One difference occurs when you apply a filter of any type on your data. Since you are
working on a sample, only the matching rows among the first 10,000 will be retrieved.
But you have the possibility to fetch more matching rows, among the remaining 40,000 and
refine your preparation based on this new sample.
Procedure
-
Click the menu icon on the top left of the grid and select Display
rows with invalid or empty values.
You can see in the filter bar that the filter has been correctly applied and
only the matching rows are displayed in the grid. You can choose any other
filter. Moreover, the option to apply a filter on a category of data, even
if there is no matching value in the sample, is also available for each
individual column. Click the menu icon in the header of a column to display
the available options.
You can also notice the Fetch more button in the
filter bar, showing that you are currently working on a sample, and that
more rows potentially match your filter.
-
Click Fetch more, to retrieve more rows matching your
current filters.
The Fetch additional rows dialog box opens, where you
can see the status of the data retrieval.
Talend Data Preparation
automatically stops when it reaches 10,000 results, or the end of the
dataset. You also have the possibility to stop the process and show the rows
already found. You are then taken back to the grid, where the fetched rows
now form the sample you will be working on. Any filter or function applied
from now on will only apply to this sample.

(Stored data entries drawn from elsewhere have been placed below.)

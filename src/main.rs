mod config;
mod fetcher;
mod governor;
mod models;
mod output;
mod rate_limiter;
mod resolver;
mod rotator;
mod rpc;
mod scheduler;
mod wallets;

use std::sync::Arc;
use tracing::{info, warn};
use tracing_subscriber::EnvFilter;

use crate::rpc::HttpTransport;
use crate::scheduler::BatchScheduler;

#[tokio::main]
async fn main() -> eyre::Result<()> {
    // RUST_LOG overrides, INFO otherwise
    tracing_subscriber::fmt()
        .with_env_filter(
            EnvFilter::try_from_default_env().unwrap_or_else(|_| EnvFilter::new("info")),
        )
        .with_writer(std::io::stdout)
        .with_target(false)
        .init();

    info!("EVM balance checker starting...");

    // Fail fast on bad configuration or a missing address list
    let cfg = config::load()?;
    let addresses = wallets::load(&cfg.wallets_path)?;

    let transport = Arc::new(HttpTransport::new(cfg.engine.request_timeout())?);
    let scheduler = BatchScheduler::from_config(&cfg, transport);

    let report = scheduler.run(addresses).await;
    if report.is_empty() {
        warn!("Address list was empty, writing an empty report");
    }

    let path = output::write_report(&report, &cfg.thresholds, &cfg.report_dir)?;
    info!("Results saved to {}", path.display());

    Ok(())
}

If the filter you initially chose to apply doesn't match any row, you can
either clear all your filters, or try and search the whole dataset for
matching rows.
-
To go back to your initial sample, clear all your filters.
Click the cross in each individual filter or click the garbage
bin icon to clear the filters.
Results
The grid now displays the first 10,000 rows
of your dataset again and you can continue preparing your data.